There are a variety of factors at work driving this demand. Greater longevity and net inward migration have combined with social factors such as family breakdown to change the country’s demographics.
While it is often said that Britain is a small island and that we can’t cope with more building, the statistics surprisingly show a different picture: while 10% of the total land area is already developed, this rises to 12% in the South East (excluding London), but of these urban areas, a large proportion comprises people’s gardens, parks and natural environments. In fact only around 2.27% of England has actually been ‘concreted over’ or carries structures. You do, though, have to accept that the infrastructure required to support new housing may well see this percentage increase.
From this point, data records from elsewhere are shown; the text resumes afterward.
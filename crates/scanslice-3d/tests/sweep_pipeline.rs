use approx::assert_relative_eq;
use scanslice_3d::{
    deskew::{deskew_slices, DeskewConfig, DeskewDirection},
    io::bin::{read_bin_points, write_bin_points},
    slicing::{classify_azimuth, organize_points, par_organize_points, SlicerConfig},
};
use scanslice_lie::se3::MotionVector;

/// A synthetic sweep: 16 rings, one return every 0.05 degrees.
fn synthetic_sweep() -> Vec<Vec<f64>> {
    let mut points = Vec::new();
    for ring in 0..16 {
        let elevation = (ring as f64 - 8.0).to_radians();
        for step in 0..7200 {
            let azimuth = (step as f64 * 0.05).to_radians();
            let range = 10.0 + (step % 13) as f64 * 0.1;
            points.push(vec![
                range * elevation.cos() * azimuth.cos(),
                range * elevation.cos() * azimuth.sin(),
                range * elevation.sin(),
                ring as f64,
            ]);
        }
    }
    points
}

#[test]
fn test_organize_sweep() -> Result<(), Box<dyn std::error::Error>> {
    let points = synthetic_sweep();
    let config = SlicerConfig::default();
    let slices = organize_points(points.iter().cloned(), &config)?;

    assert_eq!(slices.len(), 720);

    let kept = slices.iter().map(|s| s.len()).sum::<usize>();
    assert!(kept < points.len());

    // every kept point snaps to the slice it was stored in
    for (idx, slice) in slices.iter().enumerate() {
        for p in slice.iter() {
            let theta = scanslice_3d::slicing::azimuth_deg(p[0], p[1]);
            assert_eq!(classify_azimuth(theta, &config), Some(idx));
        }
        assert!(slice.windows(2).all(|w| w[0][2] <= w[1][2]));
    }

    let parallel = par_organize_points(points, &config)?;
    assert_eq!(parallel, slices);
    Ok(())
}

#[test]
fn test_read_organize_deskew() -> Result<(), Box<dyn std::error::Error>> {
    let tmp_dir = tempfile::tempdir()?;
    let path = tmp_dir.path().join("sweep.bin");
    write_bin_points(&path, &synthetic_sweep())?;

    let points = read_bin_points(&path, 4)?;
    let slices = organize_points(points, &SlicerConfig::with_granularity(1.0))?;

    let motion = MotionVector::from_array([0.8, 0.1, 0.0, 0.0, 0.0, 0.05]);
    let backward = DeskewConfig::default();
    let forward = DeskewConfig {
        direction: DeskewDirection::Forward,
        ..backward
    };

    let deskewed = deskew_slices(&slices, &motion, &backward)?;
    let restored = deskew_slices(&deskewed, &motion, &forward)?;

    for (a, b) in restored.iter().flatten().zip(slices.iter().flatten()) {
        assert_eq!(a[3], b[3]);
        for i in 0..3 {
            assert_relative_eq!(a[i], b[i], epsilon = 1e-9);
        }
    }
    Ok(())
}
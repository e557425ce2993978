#![doc = include_str!(concat!("../", env!("CARGO_PKG_README")))]

#[doc(inline)]
pub use scanslice_3d as s3d;

#[doc(inline)]
pub use scanslice_lie as lie;
#![deny(missing_docs)]
#![doc = env!("CARGO_PKG_DESCRIPTION")]
//!
//! # Scanslice Lie Groups
//!
//! Closed-form SO(3) and SE(3) helpers used to compensate the motion of a rotating range sensor
//! during one sweep. A sweep motion is given in exponential coordinates as a [`se3::MotionVector`]
//! and evaluated at a fractional time position in `[0, 1]`.
//!
//! ## Example
//!
//! ```rust
//! use scanslice_lie::se3::{back_transform, forward_transform, MotionVector};
//!
//! let motion = MotionVector::from_array([1.0, 0.0, 0.0, 0.0, 0.0, std::f64::consts::FRAC_PI_2]);
//!
//! let moved = forward_transform(&[1.0, 0.0, 0.0], &motion, 0.5).unwrap();
//! let restored = back_transform(&moved, &motion, 0.5).unwrap();
//! assert!((restored[0] - 1.0).abs() < 1e-12);
//! ```

/// Error types for the lie module.
pub mod error;

/// Special Euclidean group SE(3): sweep motion vectors and interpolated rigid transforms.
pub mod se3;

/// Special Orthogonal group SO(3): skew matrices and the exponential map.
pub mod so3;

pub use error::LieError;
/// An error type for the lie module.
#[derive(thiserror::Error, Debug, Clone, PartialEq)]
#[non_exhaustive]
pub enum LieError {
    /// The time ratio used to interpolate a motion is outside `[0, 1]` or not a number.
    #[error("Time ratio must be within [0, 1]. Got: {0}")]
    InvalidTimeRatio(f64),

    /// One of the motion vector components is NaN or infinite.
    #[error("Motion vector has non-finite components: {0:?}")]
    NonFiniteMotion([f64; 6]),
}
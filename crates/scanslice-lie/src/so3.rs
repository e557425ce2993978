use glam::{DMat3, DVec3};

/// Rotation magnitude, in radians, at or below which the exponential map returns the identity.
///
/// Below this value the rotation axis `w / |w|` is not well defined.
pub const SINGULARITY_EPS: f64 = 1e-4;

/// Build the skew-symmetric matrix of a 3-vector.
///
/// The returned matrix `K` satisfies `K * u == v.cross(u)` for any `u`.
///
/// # Arguments
///
/// * `v` - The vector to convert.
///
/// # Returns
///
/// The 3x3 cross-product matrix
///
/// ```text
/// |  0   -v2   v1 |
/// |  v2   0   -v0 |
/// | -v1   v0   0  |
/// ```
///
/// Example:
///
/// ```
/// use glam::DVec3;
/// use scanslice_lie::so3::skew;
///
/// let k = skew(DVec3::new(1.0, 2.0, 3.0));
/// assert_eq!(k.row(0), DVec3::new(0.0, -3.0, 2.0));
/// ```
pub fn skew(v: DVec3) -> DMat3 {
    // NOTE: glam matrices are column-major
    DMat3::from_cols(
        DVec3::new(0.0, v.z, -v.y),
        DVec3::new(-v.z, 0.0, v.x),
        DVec3::new(v.y, -v.x, 0.0),
    )
}

/// Compute the rotation matrix of an angle-axis vector with its angle scaled by `time_ratio`.
///
/// Uses the Rodrigues formula `R = I + K sin(a) + K^2 (1 - cos(a))` where `K` is the skew matrix
/// of the unit axis and `a = |w| * time_ratio`. When `|w| <= SINGULARITY_EPS` the result is exactly
/// [`DMat3::IDENTITY`].
///
/// # Arguments
///
/// * `w` - The angle-axis rotation vector. Its norm is the angle in radians.
/// * `time_ratio` - The fraction of the rotation angle to apply.
///
/// PRECONDITION: `w` is finite.
pub fn exp_scaled(w: DVec3, time_ratio: f64) -> DMat3 {
    let theta = w.length();
    if theta <= SINGULARITY_EPS {
        log::debug!(
            "Degenerate rotation |w| = {:e} <= {:e}, using identity",
            theta,
            SINGULARITY_EPS
        );
        return DMat3::IDENTITY;
    }

    let axis = w / theta;
    let angle = theta * time_ratio;
    let k = skew(axis);

    DMat3::IDENTITY + k * angle.sin() + (k * k) * (1.0 - angle.cos())
}

/// Lie algebra -> Lie group, the full rotation of an angle-axis vector.
pub fn exp(w: DVec3) -> DMat3 {
    exp_scaled(w, 1.0)
}

/// Check whether a matrix is a proper rotation, i.e. `R^T R = I` and `det(R) = 1`.
pub fn is_rotation(r: &DMat3, tolerance: f64) -> bool {
    let residual = r.transpose() * *r - DMat3::IDENTITY;
    let max_diff = residual
        .to_cols_array()
        .iter()
        .map(|x| x.abs())
        .fold(0.0, f64::max);
    max_diff <= tolerance && (r.determinant() - 1.0).abs() <= tolerance
}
So if the figures show that we do have more than enough space to house people, why aren’t we getting on with the job? Affordability remains a real issue for individuals, but the recession also meant that there has been a short supply on credit to the major housebuilders, while the Barker Review on housing supply from 2004 highlighted that our planning system is not fit for purpose.
So, what can we do to tackle our considerable housing shortage? The Coalition has been attempting to rebalance the planning system so that there is a strong presumption in favour of development, while the Bank of England is reporting improving money supply conditions.
Incredibly there are an estimated 700,000 empty homes in England that could be feasibly and affordably upgraded to create comfortable accommodation; using a combination of repair, refurbishment and conversion.
Basically, granting planning permission for new plots and finding the funds to develop them will only provide part of the answer; and we should therefore regard keeping some three-quarters of a million homes void as a scandal to be addressed by all means available.